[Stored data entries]
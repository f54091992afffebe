use std::collections::HashMap;
use std::path::{Path, PathBuf};
use std::sync::atomic::{AtomicI64, AtomicUsize, Ordering};

use parking_lot::Mutex;
use serde::{Deserialize, Serialize};

use crate::corpus::CorpusScope;
use crate::error::{PipelineError, Result};
use crate::glossary::DocumentContext;

#[derive(Debug, Clone, Copy, Default, PartialEq, Eq, Serialize, Deserialize)]
#[serde(rename_all = "UPPERCASE")]
pub enum SegmentStatus {
    #[default]
    New,
    Mt,
    Confirmed,
}

#[derive(Debug, Clone, Serialize, Deserialize)]
pub struct Segment {
    pub index: usize,
    pub source_text: String,
    /// Machine or TM output, pending review.
    #[serde(default)]
    pub target_mt: Option<String>,
    /// Reviewed translation. Set directly only for exact TM matches.
    #[serde(default)]
    pub target_final: Option<String>,
    #[serde(default)]
    pub status: SegmentStatus,
    #[serde(default)]
    pub fuzzy_score: Option<f32>,
    /// Id of the TM unit the score refers to.
    #[serde(default)]
    pub best_match_ref: Option<u64>,
}

impl Segment {
    pub fn new(index: usize, source_text: impl Into<String>) -> Self {
        Self {
            index,
            source_text: source_text.into(),
            target_mt: None,
            target_final: None,
            status: SegmentStatus::New,
            fuzzy_score: None,
            best_match_ref: None,
        }
    }

    /// Whether any translation text is present, reviewed or not.
    pub fn has_target(&self) -> bool {
        let filled = |t: &Option<String>| t.as_deref().is_some_and(|s| !s.trim().is_empty());
        filled(&self.target_final) || filled(&self.target_mt)
    }
}

#[derive(Debug, Clone, Serialize, Deserialize)]
pub struct Document {
    pub id: String,
    #[serde(default)]
    pub project_id: Option<String>,
    pub source_locale: String,
    pub target_locale: String,
    #[serde(default)]
    pub domain: Option<String>,
    #[serde(default)]
    pub client: Option<String>,
    #[serde(default)]
    pub document_type: Option<String>,
    #[serde(default)]
    pub tags: Vec<String>,
    pub segments: Vec<Segment>,
}

impl Document {
    pub fn from_json(raw: &str) -> Result<Self> {
        let doc: Document = serde_json::from_str(raw)
            .map_err(|e| PipelineError::Validation(format!("malformed document: {e}")))?;
        doc.validate()?;
        Ok(doc)
    }

    pub fn load(path: &Path) -> Result<Self> {
        let raw = std::fs::read_to_string(path)?;
        Self::from_json(&raw).map_err(|e| match e {
            PipelineError::Validation(msg) => {
                PipelineError::Validation(format!("{}: {msg}", path.display()))
            }
            other => other,
        })
    }

    fn validate(&self) -> Result<()> {
        if self.id.trim().is_empty() {
            return Err(PipelineError::Validation("document id is empty".to_string()));
        }
        if self.source_locale.trim().is_empty() || self.target_locale.trim().is_empty() {
            return Err(PipelineError::Validation(format!(
                "document {} is missing a locale pair",
                self.id
            )));
        }
        for (pos, segment) in self.segments.iter().enumerate() {
            if segment.index != pos {
                return Err(PipelineError::Validation(format!(
                    "document {}: segment at position {pos} carries index {}",
                    self.id, segment.index
                )));
            }
        }
        Ok(())
    }

    pub fn scope(&self) -> CorpusScope {
        CorpusScope {
            source_locale: self.source_locale.clone(),
            target_locale: self.target_locale.clone(),
            project_id: self.project_id.clone(),
        }
    }

    pub fn context(&self) -> DocumentContext {
        DocumentContext {
            domain: self.domain.clone(),
            client: self.client.clone(),
            document_type: self.document_type.clone(),
            tags: self.tags.clone(),
        }
    }
}

/// One pending segment mutation. The pipeline buffers these and commits them
/// in batches so an interrupted run leaves only whole checkpoints behind.
#[derive(Debug, Clone)]
pub struct SegmentWrite {
    pub index: usize,
    pub target_mt: String,
    pub target_final: Option<String>,
    pub status: SegmentStatus,
    pub fuzzy_score: Option<f32>,
    pub best_match_ref: Option<u64>,
}

/// Durable segment storage. Commit must be atomic per call: either every
/// write in the slice lands or none does.
pub trait SegmentStore: Send + Sync {
    fn load(&self, document_id: &str) -> Result<Document>;
    fn commit(&self, document_id: &str, writes: &[SegmentWrite]) -> Result<()>;
}

pub(crate) fn apply_writes(doc: &mut Document, writes: &[SegmentWrite]) -> Result<()> {
    for write in writes {
        let segment = doc.segments.get_mut(write.index).ok_or_else(|| {
            PipelineError::Validation(format!(
                "document {}: no segment with index {}",
                doc.id, write.index
            ))
        })?;
        segment.target_mt = Some(write.target_mt.clone());
        segment.target_final = write.target_final.clone();
        segment.status = write.status;
        segment.fuzzy_score = write.fuzzy_score;
        segment.best_match_ref = write.best_match_ref;
    }
    Ok(())
}

/// Single-document store backed by a JSON file. Every commit rewrites the
/// file, so the on-disk state always reflects the last full checkpoint.
pub struct JsonDocumentStore {
    path: PathBuf,
    doc: Mutex<Document>,
}

impl JsonDocumentStore {
    pub fn open(path: impl Into<PathBuf>) -> Result<Self> {
        let path = path.into();
        let doc = Document::load(&path)?;
        Ok(Self {
            path,
            doc: Mutex::new(doc),
        })
    }

    /// Seeds the file with `document` and opens a store over it.
    pub fn create(path: impl Into<PathBuf>, document: Document) -> Result<Self> {
        let path = path.into();
        let store = Self {
            path,
            doc: Mutex::new(document),
        };
        store.flush()?;
        Ok(store)
    }

    fn flush(&self) -> Result<()> {
        let doc = self.doc.lock();
        let json = serde_json::to_string_pretty(&*doc)
            .map_err(|e| PipelineError::Persistence(format!("serialize document: {e}")))?;
        std::fs::write(&self.path, json)?;
        Ok(())
    }
}

impl SegmentStore for JsonDocumentStore {
    fn load(&self, document_id: &str) -> Result<Document> {
        let doc = self.doc.lock();
        if doc.id != document_id {
            return Err(PipelineError::Validation(format!(
                "unknown document {document_id}; this store holds {}",
                doc.id
            )));
        }
        Ok(doc.clone())
    }

    fn commit(&self, document_id: &str, writes: &[SegmentWrite]) -> Result<()> {
        {
            let mut doc = self.doc.lock();
            if doc.id != document_id {
                return Err(PipelineError::Validation(format!(
                    "unknown document {document_id}; this store holds {}",
                    doc.id
                )));
            }
            apply_writes(&mut doc, writes)?;
        }
        self.flush()
    }
}

/// In-memory store for tests and embedded use. Supports failure injection
/// and a post-commit hook for exercising interruption behavior.
#[derive(Default)]
pub struct MemorySegmentStore {
    docs: Mutex<HashMap<String, Document>>,
    commits: AtomicUsize,
    fail_at: AtomicI64,
    hook: Mutex<Option<Box<dyn Fn(usize) + Send + Sync>>>,
}

impl MemorySegmentStore {
    pub fn new() -> Self {
        Self {
            docs: Mutex::new(HashMap::new()),
            commits: AtomicUsize::new(0),
            fail_at: AtomicI64::new(-1),
            hook: Mutex::new(None),
        }
    }

    pub fn put(&self, document: Document) {
        self.docs.lock().insert(document.id.clone(), document);
    }

    pub fn document(&self, document_id: &str) -> Option<Document> {
        self.docs.lock().get(document_id).cloned()
    }

    pub fn commit_count(&self) -> usize {
        self.commits.load(Ordering::SeqCst)
    }

    /// Makes the n-th commit (1-based) fail with a persistence error.
    pub fn fail_at_commit(&self, n: i64) {
        self.fail_at.store(n, Ordering::SeqCst);
    }

    /// Runs after each successful commit with its 1-based ordinal.
    pub fn set_commit_hook(&self, hook: impl Fn(usize) + Send + Sync + 'static) {
        *self.hook.lock() = Some(Box::new(hook));
    }
}

impl SegmentStore for MemorySegmentStore {
    fn load(&self, document_id: &str) -> Result<Document> {
        self.docs
            .lock()
            .get(document_id)
            .cloned()
            .ok_or_else(|| PipelineError::Validation(format!("unknown document {document_id}")))
    }

    fn commit(&self, document_id: &str, writes: &[SegmentWrite]) -> Result<()> {
        let ordinal = self.commits.load(Ordering::SeqCst) + 1;
        let fail_at = self.fail_at.load(Ordering::SeqCst);
        if fail_at >= 0 && ordinal as i64 >= fail_at {
            return Err(PipelineError::Persistence(format!(
                "injected failure at commit {ordinal}"
            )));
        }
        {
            let mut docs = self.docs.lock();
            let doc = docs.get_mut(document_id).ok_or_else(|| {
                PipelineError::Validation(format!("unknown document {document_id}"))
            })?;
            apply_writes(doc, writes)?;
        }
        self.commits.store(ordinal, Ordering::SeqCst);
        if let Some(hook) = self.hook.lock().as_ref() {
            hook(ordinal);
        }
        Ok(())
    }
}

#[cfg(test)]
mod tests {
    use super::*;

    fn doc_json() -> String {
        serde_json::json!({
            "id": "doc-1",
            "source_locale": "en-US",
            "target_locale": "de-DE",
            "segments": [
                { "index": 0, "source_text": "Hello" },
                { "index": 1, "source_text": "World" }
            ]
        })
        .to_string()
    }

    #[test]
    fn parses_minimal_document() {
        let doc = Document::from_json(&doc_json()).unwrap();
        assert_eq!(doc.segments.len(), 2);
        assert_eq!(doc.segments[1].status, SegmentStatus::New);
        assert!(!doc.segments[0].has_target());
    }

    #[test]
    fn rejects_misnumbered_segments() {
        let raw = serde_json::json!({
            "id": "doc-1",
            "source_locale": "en-US",
            "target_locale": "de-DE",
            "segments": [ { "index": 3, "source_text": "Hello" } ]
        })
        .to_string();
        let err = Document::from_json(&raw).unwrap_err();
        assert!(matches!(err, PipelineError::Validation(_)));
    }

    #[test]
    fn commit_applies_and_persists() {
        let mut path = std::env::temp_dir();
        path.push(format!("pretranslator-doc-{}.json", std::process::id()));
        let _ = std::fs::remove_file(&path);

        let doc = Document::from_json(&doc_json()).unwrap();
        let store = JsonDocumentStore::create(&path, doc).unwrap();
        store
            .commit(
                "doc-1",
                &[SegmentWrite {
                    index: 0,
                    target_mt: "Hallo".to_string(),
                    target_final: Some("Hallo".to_string()),
                    status: SegmentStatus::Mt,
                    fuzzy_score: Some(100.0),
                    best_match_ref: Some(7),
                }],
            )
            .unwrap();

        let reopened = JsonDocumentStore::open(&path).unwrap();
        let doc = reopened.load("doc-1").unwrap();
        assert_eq!(doc.segments[0].target_mt.as_deref(), Some("Hallo"));
        assert_eq!(doc.segments[0].status, SegmentStatus::Mt);
        assert!(doc.segments[0].has_target());
        assert!(reopened.load("doc-2").is_err());

        let _ = std::fs::remove_file(&path);
    }

    #[test]
    fn memory_store_failure_injection() {
        let store = MemorySegmentStore::new();
        store.put(Document::from_json(&doc_json()).unwrap());
        store.fail_at_commit(2);

        let write = SegmentWrite {
            index: 0,
            target_mt: "Hallo".to_string(),
            target_final: None,
            status: SegmentStatus::Mt,
            fuzzy_score: None,
            best_match_ref: None,
        };
        assert!(store.commit("doc-1", std::slice::from_ref(&write)).is_ok());
        assert!(store.commit("doc-1", std::slice::from_ref(&write)).is_err());
        assert_eq!(store.commit_count(), 1);
    }
}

→ **What is required**
Each line of the entries that contains the word "crate" should be listed.

→ **Result below**
use crate::corpus::CorpusScope;
use crate::error::{PipelineError, Result};
use crate::glossary::DocumentContext;
pub(crate) fn apply_writes(doc: &mut Document, writes: &[SegmentWrite]) -> Result<()> {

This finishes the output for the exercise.